This weekend we were back at Glenmore Lodge for an avalanche course courtesy of MCofS. A smaller bunch of people this time, I was happy to book the YHA again for another weekend trip. Driving Perth-Dundee-Aviemore-Dundee-Perth is really tiring so it is nice to be able to rest Saturday evening.
Windy as buggery would be my description of Saturday. A morning of avalanche theory with Roger of MCofS and Tom of Craig Meagaidh SAIS then into the ferocious winds.
Tom lead us straight to the only deep snow in the coire on the east wall, and deep it was. Here we practised hand block tests, assessing layers, shovel tests and rutschblock tests.
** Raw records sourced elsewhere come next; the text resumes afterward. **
//! Error types for justicaa-discovery

use thiserror::Error;

/// Main error type for lawyer discovery operations
#[derive(Error, Debug)]
pub enum Error {
    #[error("Location permission denied")]
    PermissionDenied,

    #[error("Location unavailable: {0}")]
    LocationUnavailable(String),

    #[error("Location not found: {0}")]
    LocationNotFound(String),

    #[error("Invalid coordinates: {0}")]
    InvalidCoordinates(String),

    #[error("Directory error: {0}")]
    Directory(String),

    #[error("Configuration error: {0}")]
    Config(String),

    #[error("IO error: {0}")]
    Io(#[from] std::io::Error),

    #[error("HTTP error: {0}")]
    Http(#[from] reqwest::Error),

    #[error("JSON error: {0}")]
    Json(#[from] serde_json::Error),
}

/// Result type alias for lawyer discovery operations
pub type Result<T> = std::result::Result<T, Error>;
//! Centralized constants for the justicaa-discovery crate
//!
//! This module consolidates constants that are used across multiple modules
//! to avoid duplication and ensure consistency.

/// Geographic constants
pub mod geo {
    /// Mean Earth radius in kilometers (WGS84 approximation)
    pub const EARTH_RADIUS_KM: f64 = 6371.0;
}

/// Search constants
pub mod search {
    /// Radius applied when the query has resolved origin coordinates.
    ///
    /// Fixed by design; not user-configurable.
    pub const SEARCH_RADIUS_KM: f64 = 50.0;
}

/// External API endpoints
pub mod api {
    /// IP geolocation API (free, no key required)
    pub const IP_API_URL: &str = "http://ip-api.com/json";
}

/// Location resolution settings
pub mod resolve {
    /// Device geolocation timeout in seconds before falling back to IP
    pub const DEVICE_TIMEOUT_SECS: u64 = 10;
}

/// Cache settings
pub mod cache {
    /// IP location cache duration in seconds (1 hour)
    pub const IP_LOCATION_TTL_SECS: u64 = 3600;

    /// IP location cache file name
    pub const IP_LOCATION_CACHE_FILE: &str = "ip_location_cache.json";
}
I love the sense of misery in this photo |
A nice evening chillaxing in the hostel with more Spag Bol than should humanly be consumed, we deliberated on our options for the next day. We were convinced a drop in temperature with the moisture in the air could bring the crags into condition over night. So we opted for an early walk-in to inspect and judge from there. We also had a very nice discussion in the evening with Adam Hughes who was out and about with some clients.
The early start proved a good idea! Lots of teams had a similar plan, so racing ahead we got to the foot of Mess of Pottage which looked as good as any. First port of call: get gear on! I wasn't making that mistake again. After a bit of mincing about myself and Calum initially headed for Hybrid, a IV,4 which mixes pitches of The Message and The Melting Pot. Problems finding a belay led me to backtrack towards either Haston Line or Hidden Chimney Direct. Being busy with Nik and Steve on HC Direct IV,5 I retraced to Hybrid. A call of "OWEN" made me look around to see Ruiry and James who'd also turned up for the day and went to do Hidden Chimney aswell (5 teams on the route apparently!)
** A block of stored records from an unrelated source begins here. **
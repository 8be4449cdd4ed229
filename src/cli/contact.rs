//! Contact command handler
//!
//! Shows the call and directions actions for one lawyer, the way the UI
//! would construct them.

use crate::config::Config;
use crate::coord::Coordinates;
use crate::error::{Error, Result};
use crate::present::{call_action, dial_uri, directions, CallAction, DirectionsAction};
use clap::Args;

/// Contact command arguments
#[derive(Args)]
pub struct ContactArgs {
    /// Lawyer record id (e.g. "L001")
    pub id: String,

    /// Origin latitude for routing
    #[arg(long, requires = "lng")]
    pub lat: Option<f64>,

    /// Origin longitude for routing
    #[arg(long, requires = "lat")]
    pub lng: Option<f64>,

    /// Treat the client as mobile-class (direct dial)
    #[arg(long)]
    pub mobile: bool,
}

/// Run the contact command
pub fn run(args: ContactArgs) -> Result<()> {
    let config = Config::load()?;
    let directory = super::search::load_directory(&config)?;

    let lawyer = directory
        .all()
        .iter()
        .find(|l| l.id == args.id)
        .ok_or_else(|| Error::Directory(format!("No lawyer with id '{}'", args.id)))?;

    println!("{} ({})", lawyer.name, lawyer.city);

    match call_action(lawyer, args.mobile) {
        CallAction::Dial { number, direct } => {
            println!("  call: {} ({})", number, if direct { "direct dial" } else { "manual dial" });
            println!("  uri:  {}", dial_uri(&number));
        }
        CallAction::Unavailable { lawyer_name } => {
            println!("  call: number unavailable for {}", lawyer_name);
        }
    }

    let origin = match (args.lat, args.lng) {
        (Some(lat), Some(lng)) => {
            let coords = Coordinates::new(lat, lng);
            coords.validate()?;
            Some(coords)
        }
        _ => None,
    };

    match directions(&config, origin, lawyer)? {
        DirectionsAction::Route { url } => println!("  route:  {}", url),
        DirectionsAction::Search { url } => println!("  search: {}", url),
    }

    Ok(())
}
Desperate to get started I solo'd to a decent belay which was the crux of the day for me. Shortly after we were joined in the area by Steve and Sam from Manchester who were excellent company on the shared belays. We both climbed the first pitch of the Message before they moved of left to Mariella VI, 7
Steve making short work of P1 the Message |
Partner in crime |
A date with Mariella for those boys (steeper than it looks!!) |
Me heading left around of the Tech 6 pitch of the Message |
Nice climbing all round until below the last pitch of the Message, at Calum's request I traversed right onto "easier ground". My God, I hate traversing! Using some interested torquing manoeuvres in a waist-level horizontal crack I managed to get across without penduluming to my death (it was pretty exposed!). I managed to protect it for Calum with a slung block and a sinker bulldog (which I nearly left at home that day).
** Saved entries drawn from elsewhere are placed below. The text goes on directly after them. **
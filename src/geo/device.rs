//! Device geolocation seam
//!
//! The platform (browser, mobile shell) owns the actual geolocation
//! capability; this module defines the trait the host implements and the
//! timeout policy applied on top of it.

use crate::constants::resolve::DEVICE_TIMEOUT_SECS;
use crate::coord::Coordinates;
use crate::geo::{LocationSource, ResolvedLocation};
use std::time::Duration;
use thiserror::Error;

/// Device geolocation failure kinds
#[derive(Error, Debug, Clone, Copy, PartialEq, Eq)]
pub enum DeviceError {
    #[error("permission denied")]
    PermissionDenied,

    #[error("position unavailable")]
    PositionUnavailable,

    #[error("timed out")]
    Timeout,
}

/// Trait for the platform geolocation capability
pub trait DeviceLocator: Send + Sync {
    /// Request the current position
    fn current_position(
        &self,
    ) -> impl std::future::Future<Output = Result<Coordinates, DeviceError>> + Send;
}

/// Resolve the current location from the device with the default timeout
///
/// A call that outlives [`DEVICE_TIMEOUT_SECS`] is treated as
/// [`DeviceError::Timeout`]; it is never left pending indefinitely.
pub async fn resolve_from_device<L: DeviceLocator>(
    device: &L,
) -> Result<ResolvedLocation, DeviceError> {
    resolve_from_device_with(device, Duration::from_secs(DEVICE_TIMEOUT_SECS)).await
}

/// Resolve the current location from the device, bounded by `timeout`
///
/// The timeout comes from `location.timeout_secs` in config
/// ([`LocationConfig::device_timeout`](crate::config::LocationConfig::device_timeout)).
pub async fn resolve_from_device_with<L: DeviceLocator>(
    device: &L,
    timeout: Duration,
) -> Result<ResolvedLocation, DeviceError> {
    let position = tokio::time::timeout(timeout, device.current_position())
        .await
        .map_err(|_| DeviceError::Timeout)??;

    Ok(ResolvedLocation {
        coords: position,
        source: LocationSource::Device,
        label: "Current location".to_string(),
    })
}

/// A locator that always reports a fixed position
///
/// Useful for UI previews and tests.
#[derive(Debug, Clone, Copy)]
pub struct StaticDevice {
    coords: Coordinates,
}

impl StaticDevice {
    pub fn at(coords: Coordinates) -> Self {
        Self { coords }
    }
}

impl DeviceLocator for StaticDevice {
    async fn current_position(&self) -> Result<Coordinates, DeviceError> {
        Ok(self.coords)
    }
}

/// A locator that always fails with a fixed error
#[derive(Debug, Clone, Copy)]
pub struct FailingDevice {
    error: DeviceError,
}

impl FailingDevice {
    pub fn with(error: DeviceError) -> Self {
        Self { error }
    }
}

impl DeviceLocator for FailingDevice {
    async fn current_position(&self) -> Result<Coordinates, DeviceError> {
        Err(self.error)
    }
}
//! Coordinates and distance computation
//!
//! This module handles:
//! - The geographic coordinate type shared by all other modules
//! - Great-circle distance between two points (haversine)

pub mod distance;

use serde::{Deserialize, Serialize};

/// A geographic coordinate (latitude, longitude)
#[derive(Debug, Clone, Copy, PartialEq, Serialize, Deserialize)]
pub struct Coordinates {
    pub lat: f64,
    pub lng: f64,
}

impl Coordinates {
    /// Create new coordinates
    pub fn new(lat: f64, lng: f64) -> Self {
        Self { lat, lng }
    }

    /// Validate that coordinates are within valid ranges
    ///
    /// Latitude: -90 to 90
    /// Longitude: -180 to 180
    pub fn validate(&self) -> crate::error::Result<()> {
        if self.lat < -90.0 || self.lat > 90.0 {
            return Err(crate::error::Error::InvalidCoordinates(format!(
                "Latitude {} is out of range [-90, 90]",
                self.lat
            )));
        }
        if self.lng < -180.0 || self.lng > 180.0 {
            return Err(crate::error::Error::InvalidCoordinates(format!(
                "Longitude {} is out of range [-180, 180]",
                self.lng
            )));
        }
        Ok(())
    }
}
At some point along our travels, I saw Sam seconding Mariella and after a playful 'hello, hows it going' about 30 seconds later I heard a shout of "f**king take, f**king TAKE". Sounds like they were having fun :)
Topping out was lovely and very well timed. We could see Steve and Nik having just finished HC Direct! Also, just before I could get the camera out the RAF yellow bird came whomping up the coire and flew straight over my head within 30 metres or so and went to pick up someone on Fiaciall a' Choire Chais. Awesome sound!
Fantastic day out in decent conditions, especially considering the prognosis on Saturday. Really fun route with just enough spice and was testing to lead all four pitches, all with technical climbing. Interesting, UKC gives this IV,5 and i'd be inclined to agree, especially under the powder seen today. Either way, well done Calum for seconding at a pretty decent rate. Shame about the frozen screwgate, eh? ;)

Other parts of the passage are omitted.